Different effects of pre-mRNA splicing inhibitors on RNA polymerase II transcription

The production of a mature mRNA in eukaryotes requires both transcription by RNA polymerase (pol) II and co-transcriptional processes, including mRNA capping, splicing, and cleavage and polyadenylation. The pol II complex serves as a hub to coordinate transcription and co-transcriptional processes, especially via the carboxyl terminal domain (CTD) of the large subunit of pol II that is composed in human of 52 repeats of the heptapeptide Tyr1-Ser2-Pro3-Thr4-Ser5-Pro6-Ser7 and that can be modified by several post-translational modifications. To understand better the effects of pre-mRNA splicing on pol II transcription, we investigated the transcriptional effects of two small molecule inhibitors of splicing: Madrasin and Isoginkgetin. We found that while Madrasin can quickly inhibit pre-mRNA splicing, it is not the case of Isoginkgetin, which affects transcription before any visible effect on pre-mRNA splicing.

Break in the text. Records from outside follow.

//! Telegram bot that downloads audio and video with yt-dlp and uploads the
//! result back to the chat.

/// Telegram handlers, views and transport
pub mod bot;
/// Configuration and settings
pub mod config;
/// Log output setup
pub mod logging;
/// Media domain: links, extraction, captions, workflow
pub mod media;
/// Bot startup and update dispatching
pub mod runner;
/// Text and retry helpers
pub mod utils;
//! Utility functions for text truncation, human-readable formatting and
//! Telegram API retries.

use anyhow::Result;
use std::time::Duration;
use tokio_retry::strategy::{jitter, ExponentialBackoff};
use tokio_retry::Retry;
use tracing::warn;

/// Safely truncates a string to a maximum character length (not bytes).
///
/// This is UTF-8 safe and will not panic on multi-byte characters.
///
/// # Examples
///
/// ```
/// use oxide_media_bot::utils::truncate_str;
/// let s = "Привет, мир!";
/// assert_eq!(truncate_str(s, 6), "Привет");
/// ```
pub fn truncate_str(s: impl AsRef<str>, max_chars: usize) -> String {
    let s = s.as_ref();
    if s.chars().count() <= max_chars {
        return s.to_string();
    }
    s.char_indices()
        .nth(max_chars)
        .map_or_else(|| s.to_string(), |(pos, _)| s[..pos].to_string())
}

fn plural(count: u64, singular: &'static str, one: &'static str) -> String {
    if count == 1 {
        one.to_string()
    } else {
        format!("{count} {singular}s")
    }
}

/// Renders a duration in seconds as a relative phrase ("3 minutes", "an hour").
///
/// Units are floored, so 150 seconds reads as "2 minutes".
///
/// # Examples
///
/// ```
/// use oxide_media_bot::utils::humanize_duration;
/// assert_eq!(humanize_duration(212.0), "3 minutes");
/// assert_eq!(humanize_duration(3600.0), "an hour");
/// ```
#[must_use]
pub fn humanize_duration(seconds: f64) -> String {
    const MINUTE: u64 = 60;
    const HOUR: u64 = 60 * MINUTE;
    const DAY: u64 = 24 * HOUR;
    const YEAR: u64 = 365 * DAY;

    if !seconds.is_finite() || seconds < 1.0 {
        return "a moment".to_string();
    }
    #[allow(clippy::cast_possible_truncation, clippy::cast_sign_loss)]
    let secs = seconds.floor() as u64;

    match secs {
        s if s < MINUTE => plural(s, "second", "a second"),
        s if s < HOUR => plural(s / MINUTE, "minute", "a minute"),
        s if s < DAY => plural(s / HOUR, "hour", "an hour"),
        s if s < YEAR => plural(s / DAY, "day", "a day"),
        s => plural(s / YEAR, "year", "a year"),
    }
}

/// Renders a byte count with decimal units ("4.2 MB").
///
/// # Examples
///
/// ```
/// use oxide_media_bot::utils::humanize_size;
/// assert_eq!(humanize_size(1), "1 Byte");
/// assert_eq!(humanize_size(4_200_000), "4.2 MB");
/// ```
#[must_use]
pub fn humanize_size(bytes: u64) -> String {
    const UNITS: &[&str] = &["kB", "MB", "GB", "TB", "PB"];

    if bytes == 1 {
        return "1 Byte".to_string();
    }
    if bytes < 1000 {
        return format!("{bytes} Bytes");
    }

    #[allow(clippy::cast_precision_loss)]
    let mut value = bytes as f64 / 1000.0;
    let mut unit = UNITS[0];
    for next in &UNITS[1..] {
        if value < 1000.0 {
            break;
        }
        value /= 1000.0;
        unit = next;
    }
    format!("{value:.1} {unit}")
}

/// Retry a Telegram API operation with exponential backoff.
///
/// Used for status-message sends and edits, which may fail on transient
/// network errors. File uploads are not retried here.
///
/// The retry strategy uses exponential backoff with jitter:
/// - Initial delay: 500ms
/// - Max delay: 4s
/// - Max attempts: 3 (see constants in `config.rs`)
///
/// # Errors
///
/// Returns the last error if all attempts fail.
///
/// # Examples
///
/// ```no_run
/// use oxide_media_bot::utils::retry_telegram_operation;
/// use anyhow::Result;
///
/// async fn edit_status() -> Result<()> {
///     Ok(())
/// }
///
/// # async fn example() -> Result<()> {
/// retry_telegram_operation(|| async { edit_status().await }).await?;
/// # Ok(())
/// # }
/// ```
pub async fn retry_telegram_operation<F, Fut, T>(operation: F) -> Result<T>
where
    F: FnMut() -> Fut,
    Fut: std::future::Future<Output = Result<T>>,
{
    use crate::config::{
        TELEGRAM_API_INITIAL_BACKOFF_MS, TELEGRAM_API_MAX_BACKOFF_MS, TELEGRAM_API_MAX_RETRIES,
    };

    let retry_strategy = ExponentialBackoff::from_millis(TELEGRAM_API_INITIAL_BACKOFF_MS)
        .max_delay(Duration::from_millis(TELEGRAM_API_MAX_BACKOFF_MS))
        .map(jitter)
        .take(TELEGRAM_API_MAX_RETRIES);

    Retry::spawn(retry_strategy, operation).await.map_err(|e| {
        warn!(
            "Telegram API operation failed after {} attempts: {}",
            TELEGRAM_API_MAX_RETRIES, e
        );
        e
    })
}

#[cfg(test)]
mod tests {
    use super::*;
    use std::sync::atomic::{AtomicUsize, Ordering};
    use std::sync::Arc;

    #[test]
    fn test_truncate_str_unicode() {
        let s = "Привет, мир!";
        assert_eq!(truncate_str(s, 6), "Привет");
        assert_eq!(truncate_str(s, 50), "Привет, мир!");
    }

    #[test]
    fn test_humanize_duration_units() {
        assert_eq!(humanize_duration(0.4), "a moment");
        assert_eq!(humanize_duration(1.0), "a second");
        assert_eq!(humanize_duration(45.0), "45 seconds");
        assert_eq!(humanize_duration(60.0), "a minute");
        assert_eq!(humanize_duration(119.0), "a minute");
        assert_eq!(humanize_duration(150.0), "2 minutes");
        assert_eq!(humanize_duration(7199.0), "an hour");
        assert_eq!(humanize_duration(7200.0), "2 hours");
        assert_eq!(humanize_duration(86_400.0), "a day");
        assert_eq!(humanize_duration(5.0 * 86_400.0), "5 days");
        assert_eq!(humanize_duration(365.0 * 86_400.0), "a year");
    }

    #[test]
    fn test_humanize_duration_rejects_garbage() {
        assert_eq!(humanize_duration(f64::NAN), "a moment");
        assert_eq!(humanize_duration(-5.0), "a moment");
    }

    #[test]
    fn test_humanize_size_units() {
        assert_eq!(humanize_size(0), "0 Bytes");
        assert_eq!(humanize_size(999), "999 Bytes");
        assert_eq!(humanize_size(1000), "1.0 kB");
        assert_eq!(humanize_size(3_500_000), "3.5 MB");
        assert_eq!(humanize_size(2_000_000_000), "2.0 GB");
    }

    #[tokio::test(start_paused = true)]
    async fn test_retry_recovers_from_transient_failure() {
        let calls = Arc::new(AtomicUsize::new(0));
        let counter = calls.clone();

        let result = retry_telegram_operation(|| {
            let counter = counter.clone();
            async move {
                if counter.fetch_add(1, Ordering::SeqCst) == 0 {
                    anyhow::bail!("connection reset")
                }
                Ok(42)
            }
        })
        .await;

        assert_eq!(result.ok(), Some(42));
        assert_eq!(calls.load(Ordering::SeqCst), 2);
    }
}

Interestingly, we found that these two small molecules promote a global transcriptional readthrough, including intronless protein-coding genes and histone genes, which is not the case of the splicing inhibitors targeting the splicing factor SF3B1. mNET-seq to determine the effects of the pre-mRNA splicing inhibitors Madrasin (30 minutes, 90 μM) and Pladienolide B (30 minutes, 1 μM), and of the CDK9 inhibitor DRB (15 minutes, 100 μM) with DMSO as control, on nascent transcription (total RNA polymerase II) and pol II Tyr1, Ser2, Thr4, Ser5, and Ser7 phosphorylation.